Vanguard Equity Income Fund Now Yielding 5%
Recent market turmoil has raised dividend yields to levels not seen in quite some time, presenting huge opportunities for dividend-hungry investors looking to supplement their income. If ever there was a time to shop around for a dividend-focused mutual fund, now is the time. According to Morningstar (sign up for a free Morningstar membership), Vanguard’s Equity Income Fund (VEIPX) is now yielding just at 5%, which is the highest I’ve seen it in years.
Now I know what you’re thinking: even at 5%, I’d have to invest over $1 million to generate enough money to live off of. That’s true, but you’re missing the point. Just $20,000 invested at 5% yields $1,000 per year. Could you use an extra $1,000 per year, every year, no matter what? I sure could. Similarly, just $50,000 would yield $2,500. While $50,000 isn’t chump change, I don’t think it’s an unrealistic amount for most serious investors to have saved up, either.

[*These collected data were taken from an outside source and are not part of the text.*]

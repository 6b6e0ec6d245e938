//! Database connection pool management

use sqlx::sqlite::{SqliteConnectOptions, SqlitePool, SqlitePoolOptions};
use std::str::FromStr;
use std::time::Duration;
use tracing::info;

use crate::error::DatabaseError;

/// Type alias for the SQLite connection pool
pub type DatabasePool = SqlitePool;

/// Configuration options for the database connection pool
///
/// # Example
///
/// ```rust
/// use infra_db::DatabaseConfig;
/// use std::time::Duration;
///
/// let config = DatabaseConfig::new("sqlite://pa_copilot.db")
///     .max_connections(8)
///     .connect_timeout(Duration::from_secs(10));
/// ```
#[derive(Debug, Clone)]
pub struct DatabaseConfig {
    /// SQLite connection string, e.g. "sqlite://pa_copilot.db" or "sqlite::memory:"
    pub url: String,
    /// Maximum number of connections in the pool
    pub max_connections: u32,
    /// Connection timeout duration
    pub connect_timeout: Duration,
}

impl DatabaseConfig {
    /// Creates a new database configuration with the given connection URL
    pub fn new(url: impl Into<String>) -> Self {
        Self {
            url: url.into(),
            max_connections: 5,
            connect_timeout: Duration::from_secs(30),
        }
    }

    /// Sets the maximum number of connections in the pool (default: 5)
    pub fn max_connections(mut self, max: u32) -> Self {
        self.max_connections = max;
        self
    }

    /// Sets the connection timeout duration (default: 30s)
    pub fn connect_timeout(mut self, timeout: Duration) -> Self {
        self.connect_timeout = timeout;
        self
    }
}

impl Default for DatabaseConfig {
    fn default() -> Self {
        Self::new("sqlite://pa_copilot.db")
    }
}

/// Creates a database connection pool with the given configuration.
/// The database file is created if it does not exist.
pub async fn create_pool(config: DatabaseConfig) -> Result<DatabasePool, DatabaseError> {
    info!(
        "Creating database pool with max_connections={}",
        config.max_connections
    );

    let options = SqliteConnectOptions::from_str(&config.url)
        .map_err(|e| DatabaseError::ConnectionFailed(e.to_string()))?
        .create_if_missing(true);

    let pool = SqlitePoolOptions::new()
        .max_connections(config.max_connections)
        .acquire_timeout(config.connect_timeout)
        .connect_with(options)
        .await
        .map_err(|e| DatabaseError::ConnectionFailed(e.to_string()))?;

    info!("Database pool created successfully");
    Ok(pool)
}

/// Creates a connection pool from a URL string with default settings.
pub async fn create_pool_from_url(url: &str) -> Result<DatabasePool, DatabaseError> {
    create_pool(DatabaseConfig::new(url)).await
}
//! Case Review Domain
//!
//! Everything between a raw submission and a reviewable case: structured
//! data extraction (a deterministic regex extractor for demo mode, an
//! OpenAI-compatible adapter for live mode), the recommendation generator,
//! draft determination letters, and the pipeline that strings the stages
//! together.
//!
//! The recommendation never decides anything by itself. It is an input to
//! the Medical Director's review, derived mechanically from the policy
//! evaluation verdicts.

pub mod error;
pub mod extraction;
pub mod letters;
pub mod llm;
pub mod pipeline;
pub mod ports;
pub mod recommendation;

pub use error::ReviewError;
pub use extraction::DemoExtractor;
pub use letters::{draft_letters, LetterSet};
pub use llm::OpenAiExtractor;
pub use pipeline::{ReviewOutcome, ReviewPipeline};
pub use ports::{CaseExtractor, ReviewMode};
pub use recommendation::{
    generate_recommendation, Confidence, Recommendation, RecommendedAction,
};
//! Case DTOs

use chrono::{DateTime, Utc};
use domain_case::{AuditAction, AuditEvent, CaseStatus, FinalDecision, PaCase};
use domain_policy::Complexity;
use infra_db::repositories::CaseRecord;
use serde::{Deserialize, Serialize};

/// Compact case view for the queue list.
#[derive(Debug, Serialize)]
pub struct CaseSummary {
    pub id: String,
    pub case_number: String,
    pub title: String,
    pub drug_name: String,
    pub indication: String,
    pub status: CaseStatus,
    pub complexity: Option<Complexity>,
    pub final_decision: Option<FinalDecision>,
    pub created_at: DateTime<Utc>,
}

impl From<&CaseRecord> for CaseSummary {
    fn from(record: &CaseRecord) -> Self {
        Self {
            id: record.case.id.as_uuid().to_string(),
            case_number: record.case.case_number.clone(),
            title: record.case.title.clone(),
            drug_name: record.drug_name.clone(),
            indication: record.indication.clone(),
            status: record.case.status,
            complexity: record.case.complexity,
            final_decision: record.case.final_decision,
            created_at: record.case.created_at,
        }
    }
}

/// One audit trail entry as exposed over the API.
#[derive(Debug, Serialize)]
pub struct AuditEntry {
    pub action: AuditAction,
    pub details: String,
    pub occurred_at: DateTime<Utc>,
}

impl From<AuditEvent> for AuditEntry {
    fn from(event: AuditEvent) -> Self {
        Self {
            action: event.action,
            details: event.details,
            occurred_at: event.occurred_at,
        }
    }
}

/// Full case view: the aggregate plus policy context and the audit trail.
#[derive(Debug, Serialize)]
pub struct CaseDetail {
    #[serde(flatten)]
    pub case: PaCase,
    pub drug_name: String,
    pub indication: String,
    pub audit_trail: Vec<AuditEntry>,
}

impl CaseDetail {
    pub fn new(record: CaseRecord, trail: Vec<AuditEvent>) -> Self {
        Self {
            case: record.case,
            drug_name: record.drug_name,
            indication: record.indication,
            audit_trail: trail.into_iter().map(AuditEntry::from).collect(),
        }
    }
}

/// Response for the process endpoint.
#[derive(Debug, Serialize)]
pub struct ProcessResponse {
    pub status: String,
    pub message: String,
}

/// Medical Director decision submission. Letters are optional overrides
/// of the drafted versions.
#[derive(Debug, Deserialize)]
pub struct DecisionRequest {
    pub final_decision: String,
    #[serde(default)]
    pub decision_notes: Option<String>,
    #[serde(default)]
    pub provider_letter: Option<String>,
    #[serde(default)]
    pub member_letter: Option<String>,
}
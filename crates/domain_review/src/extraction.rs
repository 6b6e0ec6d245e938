//! Demo-mode extraction
//!
//! Deterministic regex extraction over the semi-structured PA request
//! format. Good enough to exercise the full pipeline without an external
//! model; anything the patterns miss stays at its default and the evaluator
//! reads it as "not documented".

use async_trait::async_trait;
use core_kernel::{CaseData, Provider};
use once_cell::sync::Lazy;
use regex::Regex;

use crate::error::ReviewError;
use crate::ports::CaseExtractor;

static PATIENT_NAME: Lazy<Regex> = Lazy::new(|| Regex::new(r"Patient:\s*([^\n(]+)").unwrap());
static PATIENT_DOB: Lazy<Regex> =
    Lazy::new(|| Regex::new(r"DOB:\s*(\d{1,2}/\d{1,2}/\d{4})").unwrap());
static MEMBER_ID: Lazy<Regex> = Lazy::new(|| Regex::new(r"Member ID:\s*([^\n]+)").unwrap());

static DIAGNOSIS: Lazy<Regex> = Lazy::new(|| Regex::new(r"Diagnosis:\s*([^\n]+)").unwrap());
static ICD10: Lazy<Regex> = Lazy::new(|| Regex::new(r"ICD-10:\s*([^\n]+)").unwrap());
static HISTOLOGY: Lazy<Regex> = Lazy::new(|| Regex::new(r"Histology:\s*([^\n]+)").unwrap());

static STAGE: Lazy<Regex> =
    Lazy::new(|| Regex::new(r"(?i)Stage[:\s]+(IV|III|II|I)[\s(]*([^\n)]*)").unwrap());
static METASTATIC_SITES: Lazy<Regex> =
    Lazy::new(|| Regex::new(r"[Mm]etastatic sites?:\s*([^\n]+)").unwrap());

static PD_L1_VALUE: Lazy<Regex> = Lazy::new(|| Regex::new(r"PD-L1[^:]*:\s*(\d+)%").unwrap());
static EGFR_WILD_TYPE: Lazy<Regex> =
    Lazy::new(|| Regex::new(r"(?i)EGFR[:\s]+Wild type").unwrap());
static EGFR_MUTATION: Lazy<Regex> =
    Lazy::new(|| Regex::new(r"(?i)EGFR[:\s]+(Exon \d+ [^\n,]+)").unwrap());
static ALK_NEGATIVE: Lazy<Regex> = Lazy::new(|| Regex::new(r"(?i)ALK[:\s]+Negative").unwrap());
static ALK_POSITIVE: Lazy<Regex> = Lazy::new(|| Regex::new(r"(?i)ALK[:\s]+Positive").unwrap());

static ECOG_SCORE: Lazy<Regex> = Lazy::new(|| Regex::new(r"ECOG[:\s]+(\d)").unwrap());
static ECOG_DESCRIPTION: Lazy<Regex> =
    Lazy::new(|| Regex::new(r"ECOG[:\s]+\d+\s*[-\u{2013}]\s*([^\n]+)").unwrap());

static NO_PRIOR_SYSTEMIC: Lazy<Regex> =
    Lazy::new(|| Regex::new(r"(?i)No prior systemic").unwrap());
static PRIOR_TREATMENTS: Lazy<Regex> =
    Lazy::new(|| Regex::new(r"Prior [Tt]reatments?:\s*([^\n]+)").unwrap());

static COMORBIDITIES: Lazy<Regex> =
    Lazy::new(|| Regex::new(r"(?s)COMORBIDITIES:\s*(.*?)(?:RATIONALE|REQUESTING|\z)").unwrap());

static PROVIDER_NAME: Lazy<Regex> =
    Lazy::new(|| Regex::new(r"Requesting Provider:\s*([^\n]+)").unwrap());
static PROVIDER_NPI: Lazy<Regex> = Lazy::new(|| Regex::new(r"NPI:\s*(\d+)").unwrap());

static DRUG_NAME: Lazy<Regex> =
    Lazy::new(|| Regex::new(r"MEDICATION REQUESTED:\s*([^\n]+)").unwrap());
static DRUG_DURATION: Lazy<Regex> = Lazy::new(|| Regex::new(r"REQUESTING:\s*([^\n]+)").unwrap());

fn capture(re: &Regex, text: &str) -> Option<String> {
    re.captures(text)
        .and_then(|caps| caps.get(1))
        .map(|m| m.as_str().trim().to_string())
}

/// Regex-based extractor for demo mode.
#[derive(Debug, Default)]
pub struct DemoExtractor;

impl DemoExtractor {
    pub fn new() -> Self {
        Self
    }

    /// Synchronous extraction; the trait impl delegates here.
    pub fn extract_sync(&self, raw_text: &str) -> CaseData {
        let mut data = CaseData::default();
        let lower = raw_text.to_lowercase();

        data.patient_info.name =
            capture(&PATIENT_NAME, raw_text).unwrap_or_else(|| "N/A".to_string());
        data.patient_info.dob =
            capture(&PATIENT_DOB, raw_text).unwrap_or_else(|| "N/A".to_string());
        data.patient_info.member_id =
            capture(&MEMBER_ID, raw_text).unwrap_or_else(|| "N/A".to_string());

        data.diagnosis.primary =
            capture(&DIAGNOSIS, raw_text).unwrap_or_else(|| "N/A".to_string());
        data.diagnosis.icd10 = capture(&ICD10, raw_text).unwrap_or_default();
        data.diagnosis.histology = capture(&HISTOLOGY, raw_text).unwrap_or_default();

        if let Some(caps) = STAGE.captures(raw_text) {
            data.disease_stage.stage = format!("Stage {}", caps[1].to_uppercase());
            if let Some(tnm) = caps.get(2) {
                data.disease_stage.tnm = tnm.as_str().trim().to_string();
            }
        } else {
            data.disease_stage.stage = "N/A".to_string();
        }
        if let Some(sites) = capture(&METASTATIC_SITES, raw_text) {
            data.disease_stage.metastatic_sites = sites
                .split(',')
                .map(|s| s.trim().to_string())
                .filter(|s| !s.is_empty())
                .collect();
        }

        data.biomarkers.pd_l1.status = "not tested".to_string();
        if let Some(caps) = PD_L1_VALUE.captures(raw_text) {
            let value: i64 = caps[1].parse().unwrap_or(0);
            data.biomarkers.pd_l1.status = if value > 0 {
                "positive".to_string()
            } else {
                "negative".to_string()
            };
            data.biomarkers.pd_l1.value = format!("{}%", value);
        } else if lower.contains("pending") && lower.contains("pd-l1") {
            data.biomarkers.pd_l1.status = "pending".to_string();
        }

        data.biomarkers.egfr.status = "not tested".to_string();
        if EGFR_WILD_TYPE.is_match(raw_text) {
            data.biomarkers.egfr.status = "wild type".to_string();
        } else if let Some(mutation) = capture(&EGFR_MUTATION, raw_text) {
            data.biomarkers.egfr.status = "mutated".to_string();
            data.biomarkers.egfr.mutation = mutation;
        } else if lower.contains("egfr") && lower.contains("pending") {
            data.biomarkers.egfr.status = "pending".to_string();
        }

        data.biomarkers.alk.status = "not tested".to_string();
        if ALK_NEGATIVE.is_match(raw_text) {
            data.biomarkers.alk.status = "negative".to_string();
        } else if ALK_POSITIVE.is_match(raw_text) {
            data.biomarkers.alk.status = "positive".to_string();
        }

        data.performance_status.ecog = capture(&ECOG_SCORE, raw_text).unwrap_or_default();
        data.performance_status.description =
            capture(&ECOG_DESCRIPTION, raw_text).unwrap_or_default();

        data.prior_therapy.immunotherapy_history = "none".to_string();
        if NO_PRIOR_SYSTEMIC.is_match(raw_text) {
            data.prior_therapy.has_prior_systemic = false;
            data.prior_therapy.treatments = vec!["No prior systemic therapy".to_string()];
        } else if let Some(treatments) = capture(&PRIOR_TREATMENTS, raw_text) {
            if !treatments.to_lowercase().contains("no prior") {
                data.prior_therapy.has_prior_systemic = true;
                data.prior_therapy.treatments = vec![treatments];
            }
        }

        if let Some(caps) = COMORBIDITIES.captures(raw_text) {
            data.comorbidities = caps[1]
                .lines()
                .map(|line| line.trim().trim_start_matches('-').trim().to_string())
                .filter(|line| !line.is_empty() && line.len() > 2)
                .collect();
        }

        data.requesting_provider = Provider {
            name: capture(&PROVIDER_NAME, raw_text).unwrap_or_default(),
            npi: capture(&PROVIDER_NPI, raw_text).unwrap_or_default(),
            facility: String::new(),
        };

        data.drug_requested.name = capture(&DRUG_NAME, raw_text).unwrap_or_default();
        data.drug_requested.duration = capture(&DRUG_DURATION, raw_text).unwrap_or_default();

        data
    }
}

#[async_trait]
impl CaseExtractor for DemoExtractor {
    async fn extract(&self, raw_text: &str) -> Result<CaseData, ReviewError> {
        Ok(self.extract_sync(raw_text))
    }
}
//! Coverage Policy Domain
//!
//! This crate implements the decision core of the PA co-pilot: given the
//! structured clinical data extracted from a submission and the criterion
//! list of a coverage policy, it produces a per-criterion verdict, a
//! complexity classification, and a triage summary.
//!
//! # Architecture
//!
//! Policies are data, not code. Each criterion carries a category
//! (`stage`, `biomarker`, `prior_therapy`, `clinical`) that selects an
//! evaluator function, and the evaluator then matches keyword phrases in the
//! criterion's free-text description to pick the applicable sub-rule. A
//! description that matches no known phrase evaluates to `unknown` with no
//! evidence - uncertainty, never silent approval.
//!
//! The whole core is pure: no I/O, no shared state, deterministic for
//! identical inputs, and total over well-formed-but-incomplete case data.
//!
//! # Example
//!
//! ```rust,ignore
//! use domain_policy::{evaluate_criteria, calculate_complexity, triage_summary};
//!
//! let evaluations = evaluate_criteria(&case_data, &policy.criteria);
//! let complexity = calculate_complexity(&evaluations);
//! let summary = triage_summary(&evaluations);
//! ```

pub mod criteria;
pub mod engine;
pub mod error;
pub mod policy;
pub mod triage;

pub use criteria::{Criterion, CriterionEvaluation, CriterionStatus, CriterionType};
pub use engine::evaluate_criteria;
pub use error::PolicyError;
pub use policy::{Guideline, Policy};
pub use triage::{calculate_complexity, triage_summary, Complexity, TriageSummary};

The best part of equity income funds and the main advantage they have over bond funds is that dividend payments tend to rise over time in lock-step with earnings. So while you may only earn $2,500 the first year, you will probably earn more and more every year after that. As an example, let’s plot out future expected dividend income assuming a $50,000 initial investment (yielding $2,500 in dividend income in the first year) and 5% real earnings and dividend growth per year (which is the long-term average). Note that real returns are net of inflation, so the results are stated in today’s dollars.
| Dividend Income | |
| Year 1: | $2,500 |
| Year 5: | 3,208.40 |
| Year 10: | $4,117.52 |
| Year 15: | $5,284.26 |
| Year 20: | $6,781.60 |
| Year 25: | $8,703.23 |
| Year 30: | $11,169.36 |
After 30 years, you would be earning $11,169 dollars (net of inflation, remember) every single year from an initial $50,000 investment. That’s almost $1,000 of extra income every single month! While these numbers aren’t huge, they do illustrate the fact that even small amounts of passive income can add up to significant sums over time if allowed to compound. A small investment in a high-quality equity income fund today will pay large dividends down the road if you’re patient.